What does this tool do?
It pulls the pages you choose out of a PDF and saves them as a new, smaller document. The original file stays untouched — you're taking a copy of just the parts you need. Selection works two ways: click page thumbnails to pick them visually, or type a range like 2, 5-8 when you already know the numbers.
How to extract pages from a PDF
- Add your PDF; every page renders as a thumbnail in your browser.
- Click the pages you want — selected pages get a green check. Or type page numbers and ranges in the box, and the grid updates to match.
- Press extract, review the summary, and download your new PDF.

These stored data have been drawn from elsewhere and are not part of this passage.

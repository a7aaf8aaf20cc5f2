use std::ffi::OsString;
use std::io::Read;
use std::io::Write;
use std::path::Path;
use std::path::PathBuf;
use std::process::Child;
use std::process::Command;
use std::process::ExitStatus;
use std::process::Stdio;
use std::thread;
use std::thread::JoinHandle;
use std::time::Duration;
use std::time::Instant;

use regex::Regex;

use crate::CodeBlock;
use crate::DoccheckError;
use crate::DoccheckResult;

/// Interpreter-reported line numbers count two lines of session preamble
/// ahead of the sample's first line.
const LINE_PREAMBLE: i64 = 2;

/// One element of an interpreter command line.
#[derive(Debug, Clone, PartialEq, Eq)]
pub enum TemplateArg {
	/// A fixed argument passed through verbatim.
	Literal(String),
	/// Replaced with the path of the temporary sample file.
	SamplePath,
}

/// An interpreter invocation with exactly one sample-file placeholder.
/// Literal arguments appended after construction (library files) trail the
/// sample path.
#[derive(Debug, Clone, PartialEq, Eq)]
pub struct CommandTemplate {
	args: Vec<TemplateArg>,
}

impl CommandTemplate {
	/// Build a template from the interpreter binary and its fixed flags.
	/// The sample-path placeholder is appended after the flags.
	pub fn new(command: &[String]) -> DoccheckResult<Self> {
		if command.is_empty() {
			return Err(DoccheckError::EmptyCommand);
		}
		let mut args: Vec<TemplateArg> = command
			.iter()
			.cloned()
			.map(TemplateArg::Literal)
			.collect();
		args.push(TemplateArg::SamplePath);
		Ok(Self { args })
	}

	/// Append a trailing literal argument, e.g. an extra library file.
	pub fn push_literal(&mut self, arg: impl Into<String>) {
		self.args.push(TemplateArg::Literal(arg.into()));
	}

	/// The interpreter's base name, used in reported messages.
	pub fn display_name(&self) -> String {
		match self.args.first() {
			Some(TemplateArg::Literal(program)) => Path::new(program)
				.file_name()
				.map_or_else(|| program.clone(), |name| name.to_string_lossy().into_owned()),
			_ => "interpreter".to_string(),
		}
	}

	/// Substitute the sample path into the placeholder slot.
	pub fn resolve(&self, sample: &Path) -> Vec<OsString> {
		self.args
			.iter()
			.map(|arg| {
				match arg {
					TemplateArg::Literal(value) => OsString::from(value),
					TemplateArg::SamplePath => sample.as_os_str().to_os_string(),
				}
			})
			.collect()
	}
}

/// An `Error: <file>, line <n>: <message>` line reported by the
/// interpreter.
#[derive(Debug, Clone, PartialEq, Eq)]
pub struct InterpreterError {
	pub file: String,
	pub line: i64,
	pub message: String,
}

/// Return code and classified stdout of a finished interpreter session.
#[derive(Debug, Clone, Default, PartialEq, Eq)]
pub struct CompletedRun {
	pub return_code: i32,
	/// Lines the interpreter reported as errors, in stdout order.
	pub errors: Vec<InterpreterError>,
	/// Lines the interpreter reported as warnings.
	pub warnings: Vec<String>,
	/// Every other stdout line, in order.
	pub output: Vec<String>,
}

/// Classified result of one interpreter session.
#[derive(Debug, Clone, PartialEq, Eq)]
#[non_exhaustive]
pub enum RunOutcome {
	/// The process exited within the time budget.
	Completed(CompletedRun),
	/// The wall-clock budget elapsed; the process was killed, not retried.
	TimedOut,
}

/// What one sample execution produced, along with the sample path the
/// interpreter saw. The validator needs that path to map reported file
/// names back to the originating document.
#[derive(Debug, Clone)]
pub struct RunReport {
	pub sample_path: PathBuf,
	pub outcome: RunOutcome,
}

/// Capability seam for executing one source block. The real implementation
/// spawns the interpreter; tests substitute a scripted stand-in to drive
/// the validator without a process dependency.
pub trait SampleRunner {
	fn run(&self, block: &CodeBlock) -> DoccheckResult<RunReport>;

	/// Name used when reporting interpreter-level discrepancies.
	fn display_name(&self) -> String {
		"interpreter".to_string()
	}
}

/// Splits interpreter stdout into error tuples, warnings, and ordinary
/// output lines.
#[derive(Debug)]
pub struct OutputClassifier {
	error_line: Regex,
	warning_line: Regex,
}

impl Default for OutputClassifier {
	fn default() -> Self {
		Self::new()
	}
}

impl OutputClassifier {
	pub fn new() -> Self {
		Self {
			error_line: Regex::new(r"^Error: ([^,]+), line ([0-9]+): (.+)$")
				.expect("hard-coded pattern compiles"),
			warning_line: Regex::new(r"^Warning: (.+)$").expect("hard-coded pattern compiles"),
		}
	}

	/// Classify a finished session's stdout, line by line.
	pub fn classify(&self, return_code: i32, stdout: &str) -> CompletedRun {
		let mut run = CompletedRun {
			return_code,
			..CompletedRun::default()
		};
		for line in stdout.lines() {
			if let Some(captures) = self.error_line.captures(line) {
				run.errors.push(InterpreterError {
					file: captures[1].to_string(),
					line: captures[2].parse::<i64>().unwrap_or_default() - LINE_PREAMBLE,
					message: captures[3].to_string(),
				});
			} else if let Some(captures) = self.warning_line.captures(line) {
				run.warnings.push(captures[1].to_string());
			} else {
				run.output.push(line.to_string());
			}
		}
		run
	}
}

/// Runs source blocks through the external interpreter, one bounded
/// subprocess per block.
#[derive(Debug)]
pub struct InterpreterRunner {
	template: CommandTemplate,
	timeout: Duration,
	sample_extension: String,
	working_dir: Option<PathBuf>,
	classifier: OutputClassifier,
}

impl InterpreterRunner {
	pub fn new(
		template: CommandTemplate,
		timeout: Duration,
		sample_extension: impl Into<String>,
	) -> Self {
		Self {
			template,
			timeout,
			sample_extension: sample_extension.into(),
			working_dir: None,
			classifier: OutputClassifier::new(),
		}
	}

	/// Launch the interpreter from `dir` so relative binary and library
	/// paths resolve against the project root rather than the caller's
	/// current directory.
	pub fn with_working_dir(mut self, dir: impl Into<PathBuf>) -> Self {
		self.working_dir = Some(dir.into());
		self
	}

	/// Write the block's contents to a scoped temporary file. The suffix
	/// carries the document's base name so interpreter messages stay
	/// recognizable.
	fn write_sample(&self, block: &CodeBlock) -> DoccheckResult<tempfile::NamedTempFile> {
		let stem = block
			.file_path
			.file_stem()
			.map_or_else(|| "sample".to_string(), |stem| stem.to_string_lossy().into_owned());
		let mut sample = tempfile::Builder::new()
			.prefix("doccheck-")
			.suffix(&format!(".{stem}.{}", self.sample_extension))
			.tempfile()?;
		sample.write_all(block.contents.as_bytes())?;
		sample.flush()?;
		Ok(sample)
	}
}

impl SampleRunner for InterpreterRunner {
	fn run(&self, block: &CodeBlock) -> DoccheckResult<RunReport> {
		// The temp file is deleted when `sample` drops, on every path out of
		// this function.
		let sample = self.write_sample(block)?;
		let sample_path = sample.path().to_path_buf();

		let mut argv = self.template.resolve(&sample_path).into_iter();
		let Some(program) = argv.next() else {
			return Err(DoccheckError::EmptyCommand);
		};

		let mut command = Command::new(&program);
		command
			.args(argv)
			.stdin(Stdio::piped())
			.stdout(Stdio::piped())
			.stderr(Stdio::piped());
		if let Some(dir) = &self.working_dir {
			command.current_dir(dir);
		}

		tracing::debug!(
			file = %block.file_path.display(),
			line = block.line_no,
			sample = %sample_path.display(),
			"running sample block"
		);

		let mut child = command.spawn().map_err(|err| {
			DoccheckError::InterpreterSpawn {
				command: program.to_string_lossy().into_owned(),
				reason: err.to_string(),
			}
		})?;

		// No interactive input is fed; close stdin right away so the
		// interpreter sees end-of-file instead of waiting on a prompt.
		drop(child.stdin.take());

		let stdout = spawn_capture(child.stdout.take());
		let stderr = spawn_capture(child.stderr.take());

		let outcome = match wait_with_timeout(&mut child, self.timeout)? {
			Some(status) => {
				let stdout_text = join_capture(stdout);
				let stderr_text = join_capture(stderr);
				if !stderr_text.is_empty() {
					tracing::debug!(
						file = %block.file_path.display(),
						line = block.line_no,
						"interpreter stderr: {}",
						stderr_text.trim_end()
					);
				}
				// Signal terminations carry no code and count as failures.
				let return_code = status.code().unwrap_or(-1);
				RunOutcome::Completed(self.classifier.classify(return_code, &stdout_text))
			}
			None => {
				join_capture(stdout);
				join_capture(stderr);
				RunOutcome::TimedOut
			}
		};

		Ok(RunReport {
			sample_path,
			outcome,
		})
	}

	fn display_name(&self) -> String {
		self.template.display_name()
	}
}

/// Drain a captured pipe on its own thread so a chatty interpreter cannot
/// fill the pipe buffer and deadlock against the timeout loop.
fn spawn_capture<R: Read + Send + 'static>(pipe: Option<R>) -> Option<JoinHandle<String>> {
	pipe.map(|mut pipe| {
		thread::spawn(move || {
			let mut bytes = Vec::new();
			pipe.read_to_end(&mut bytes).ok();
			String::from_utf8_lossy(&bytes).into_owned()
		})
	})
}

fn join_capture(handle: Option<JoinHandle<String>>) -> String {
	handle
		.and_then(|handle| handle.join().ok())
		.unwrap_or_default()
}

/// Poll the child until it exits or the deadline passes. On timeout the
/// process is killed and reaped, and `None` is returned.
fn wait_with_timeout(child: &mut Child, timeout: Duration) -> DoccheckResult<Option<ExitStatus>> {
	let deadline = Instant::now() + timeout;
	loop {
		if let Some(status) = child.try_wait()? {
			return Ok(Some(status));
		}
		if Instant::now() >= deadline {
			child.kill().ok();
			child.wait().ok();
			return Ok(None);
		}
		thread::sleep(Duration::from_millis(10));
	}
}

Extract vs delete vs split
These three tools overlap, so here's the quick guide. Extract keeps the few pages you pick — best when you want 3 pages out of 300. Delete removes the few pages you pick — best when almost everything should stay. Split cuts the whole document into parts — best when everything is needed, just in separate files. All three produce clean new PDFs and leave the original alone.
Everyday uses
Send just the signature page of a contract instead of the whole agreement. Save the one statement page your accountant asked for. Share a single chapter of course notes. Keep the itinerary page of a long booking confirmation. Extracting also strips everything you didn't select from the file — the pages you excluded aren't hiding in the output, which makes it safer to share than the original.
Private by design
The whole flow — rendering thumbnails, selecting, assembling the new file — happens in your browser. The PDF is never uploaded, no copy exists on any server, and the tool works offline once the page has loaded. Combined with object-level page copying, the extracted pages keep exactly the quality of the source.